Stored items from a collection
Start of Block

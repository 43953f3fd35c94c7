//! Line records produced by the aligner

use serde::{Deserialize, Serialize};

/// Classification of one aligned row
#[derive(Debug, Clone, Copy, PartialEq, Eq, Hash, Serialize, Deserialize)]
#[serde(rename_all = "snake_case")]
pub enum LineKind {
    Added,
    Removed,
    Modified,
    Unchanged,
}

impl LineKind {
    /// Single-character marker used by reports and the CLI gutter
    pub fn prefix(self) -> char {
        match self {
            LineKind::Added => '+',
            LineKind::Removed => '-',
            LineKind::Modified => '~',
            LineKind::Unchanged => ' ',
        }
    }
}

/// One row of the aligned diff
///
/// `old_line` is only absent for [`LineKind::Added`] and `new_line` is only
/// absent for [`LineKind::Removed`]. Use the constructors to keep that true.
#[derive(Debug, Clone, PartialEq, Serialize, Deserialize)]
pub struct LineRecord {
    /// 1-based line number in the old text
    pub old_line: Option<usize>,
    /// 1-based line number in the new text
    pub new_line: Option<usize>,
    pub kind: LineKind,
    pub old_text: String,
    pub new_text: String,
    /// Modified pair whose similarity fell below the conflict threshold
    pub is_conflict: bool,
    /// Score that classified a modified pair
    #[serde(default, skip_serializing_if = "Option::is_none")]
    pub similarity: Option<f64>,
}

impl LineRecord {
    pub fn added(new_line: usize, text: &str) -> Self {
        Self {
            old_line: None,
            new_line: Some(new_line),
            kind: LineKind::Added,
            old_text: String::new(),
            new_text: text.to_string(),
            is_conflict: false,
            similarity: None,
        }
    }

    pub fn removed(old_line: usize, text: &str) -> Self {
        Self {
            old_line: Some(old_line),
            new_line: None,
            kind: LineKind::Removed,
            old_text: text.to_string(),
            new_text: String::new(),
            is_conflict: false,
            similarity: None,
        }
    }

    pub fn unchanged(old_line: usize, new_line: usize, text: &str) -> Self {
        Self {
            old_line: Some(old_line),
            new_line: Some(new_line),
            kind: LineKind::Unchanged,
            old_text: text.to_string(),
            new_text: text.to_string(),
            is_conflict: false,
            similarity: None,
        }
    }

    pub fn modified(
        old_line: usize,
        new_line: usize,
        old_text: &str,
        new_text: &str,
        similarity: f64,
        is_conflict: bool,
    ) -> Self {
        Self {
            old_line: Some(old_line),
            new_line: Some(new_line),
            kind: LineKind::Modified,
            old_text: old_text.to_string(),
            new_text: new_text.to_string(),
            is_conflict,
            similarity: Some(similarity),
        }
    }

    /// True for anything other than an unchanged row
    pub fn is_change(&self) -> bool {
        self.kind != LineKind::Unchanged
    }

    /// Text shown for a single-column rendering
    pub fn display_text(&self) -> &str {
        match self.kind {
            LineKind::Removed => &self.old_text,
            _ => &self.new_text,
        }
    }
}

/// Split text into lines on `\n` only
///
/// `\r\n` is left alone, a trailing newline yields a trailing empty line, and
/// the empty string is one empty line.
pub fn split_lines(text: &str) -> Vec<&str> {
    text.split('\n').collect()
}
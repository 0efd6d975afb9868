//! Small shared value types used across the core.

use serde::{Deserialize, Serialize};
use sha2::{Digest, Sha256};

/// Unix-epoch-seconds timestamp with ISO-8601 `Display`/serde.
#[derive(Debug, Clone, Copy, PartialEq, Eq, PartialOrd, Ord)]
pub struct Timestamp(pub i64);

impl Timestamp {
	pub fn now() -> Self {
		Timestamp(chrono::Utc::now().timestamp())
	}

	pub fn to_iso(self) -> String {
		chrono::DateTime::from_timestamp(self.0, 0)
			.unwrap_or_else(|| chrono::DateTime::from_timestamp(0, 0).unwrap_or_default())
			.to_rfc3339_opts(chrono::SecondsFormat::Secs, true)
	}
}

impl std::fmt::Display for Timestamp {
	fn fmt(&self, f: &mut std::fmt::Formatter<'_>) -> std::fmt::Result {
		write!(f, "{}", self.to_iso())
	}
}

impl Serialize for Timestamp {
	fn serialize<S: serde::Serializer>(&self, s: S) -> Result<S::Ok, S::Error> {
		s.serialize_str(&self.to_iso())
	}
}

impl<'de> Deserialize<'de> for Timestamp {
	fn deserialize<D: serde::Deserializer<'de>>(d: D) -> Result<Self, D::Error> {
		let s = String::deserialize(d)?;
		let parsed = chrono::DateTime::parse_from_rfc3339(&s).map_err(serde::de::Error::custom)?;
		Ok(Timestamp(parsed.timestamp()))
	}
}

/// Strong ETag derived deterministically from `(id, version)`.
pub fn etag_for(id: &str, version: i64) -> String {
	let mut hasher = Sha256::new();
	hasher.update(id.as_bytes());
	hasher.update([0u8]);
	hasher.update(version.to_le_bytes());
	let digest = hasher.finalize();
	let hex: String = digest.iter().take(16).map(|b| format!("{b:02x}")).collect();
	format!("\"{hex}\"")
}

// vim: ts=4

End of Block

Exercise ->
Without dropping a single line, output the records above exactly.

Exercise response ->
repository 43953f3fd35c94c7
//! Line records produced by the aligner

use serde::{Deserialize, Serialize};

/// Classification of one aligned row
#[derive(Debug, Clone, Copy, PartialEq, Eq, Hash, Serialize, Deserialize)]
#[serde(rename_all = "snake_case")]
pub enum LineKind {
    Added,
    Removed,
    Modified,
    Unchanged,
}

impl LineKind {
    /// Single-character marker used by reports and the CLI gutter
    pub fn prefix(self) -> char {
        match self {
            LineKind::Added => '+',
            LineKind::Removed => '-',
            LineKind::Modified => '~',
            LineKind::Unchanged => ' ',
        }
    }
}

/// One row of the aligned diff
///
/// `old_line` is only absent for [`LineKind::Added`] and `new_line` is only
/// absent for [`LineKind::Removed`]. Use the constructors to keep that true.
#[derive(Debug, Clone, PartialEq, Serialize, Deserialize)]
pub struct LineRecord {
    /// 1-based line number in the old text
    pub old_line: Option<usize>,
    /// 1-based line number in the new text
    pub new_line: Option<usize>,
    pub kind: LineKind,
    pub old_text: String,
    pub new_text: String,
    /// Modified pair whose similarity fell below the conflict threshold
    pub is_conflict: bool,
    /// Score that classified a modified pair
    #[serde(default, skip_serializing_if = "Option::is_none")]
    pub similarity: Option<f64>,
}

impl LineRecord {
    pub fn added(new_line: usize, text: &str) -> Self {
        Self {
            old_line: None,
            new_line: Some(new_line),
            kind: LineKind::Added,
            old_text: String::new(),
            new_text: text.to_string(),
            is_conflict: false,
            similarity: None,
        }
    }

    pub fn removed(old_line: usize, text: &str) -> Self {
        Self {
            old_line: Some(old_line),
            new_line: None,
            kind: LineKind::Removed,
            old_text: text.to_string(),
            new_text: String::new(),
            is_conflict: false,
            similarity: None,
        }
    }

    pub fn unchanged(old_line: usize, new_line: usize, text: &str) -> Self {
        Self {
            old_line: Some(old_line),
            new_line: Some(new_line),
            kind: LineKind::Unchanged,
            old_text: text.to_string(),
            new_text: text.to_string(),
            is_conflict: false,
            similarity: None,
        }
    }

    pub fn modified(
        old_line: usize,
        new_line: usize,
        old_text: &str,
        new_text: &str,
        similarity: f64,
        is_conflict: bool,
    ) -> Self {
        Self {
            old_line: Some(old_line),
            new_line: Some(new_line),
            kind: LineKind::Modified,
            old_text: old_text.to_string(),
            new_text: new_text.to_string(),
            is_conflict,
            similarity: Some(similarity),
        }
    }

    /// True for anything other than an unchanged row
    pub fn is_change(&self) -> bool {
        self.kind != LineKind::Unchanged
    }

    /// Text shown for a single-column rendering
    pub fn display_text(&self) -> &str {
        match self.kind {
            LineKind::Removed => &self.old_text,
            _ => &self.new_text,
        }
    }
}

/// Split text into lines on `\n` only
///
/// `\r\n` is left alone, a trailing newline yields a trailing empty line, and
/// the empty string is one empty line.
pub fn split_lines(text: &str) -> Vec<&str> {
    text.split('\n').collect()
}
repository 0efd6d975afb9868
//! Small shared value types used across the core.

use serde::{Deserialize, Serialize};
use sha2::{Digest, Sha256};

/// Unix-epoch-seconds timestamp with ISO-8601 `Display`/serde.
#[derive(Debug, Clone, Copy, PartialEq, Eq, PartialOrd, Ord)]
pub struct Timestamp(pub i64);

impl Timestamp {
	pub fn now() -> Self {
		Timestamp(chrono::Utc::now().timestamp())
	}

	pub fn to_iso(self) -> String {
		chrono::DateTime::from_timestamp(self.0, 0)
			.unwrap_or_else(|| chrono::DateTime::from_timestamp(0, 0).unwrap_or_default())
			.to_rfc3339_opts(chrono::SecondsFormat::Secs, true)
	}
}

impl std::fmt::Display for Timestamp {
	fn fmt(&self, f: &mut std::fmt::Formatter<'_>) -> std::fmt::Result {
		write!(f, "{}", self.to_iso())
	}
}

impl Serialize for Timestamp {
	fn serialize<S: serde::Serializer>(&self, s: S) -> Result<S::Ok, S::Error> {
		s.serialize_str(&self.to_iso())
	}
}

impl<'de> Deserialize<'de> for Timestamp {
	fn deserialize<D: serde::Deserializer<'de>>(d: D) -> Result<Self, D::Error> {
		let s = String::deserialize(d)?;
		let parsed = chrono::DateTime::parse_from_rfc3339(&s).map_err(serde::de::Error::custom)?;
		Ok(Timestamp(parsed.timestamp()))
	}
}

/// Strong ETag derived deterministically from `(id, version)`.
pub fn etag_for(id: &str, version: i64) -> String {
	let mut hasher = Sha256::new();
	hasher.update(id.as_bytes());
	hasher.update([0u8]);
	hasher.update(version.to_le_bytes());
	let digest = hasher.finalize();
	let hex: String = digest.iter().take(16).map(|b| format!("{b:02x}")).collect();
	format!("\"{hex}\"")
}

// vim: ts=4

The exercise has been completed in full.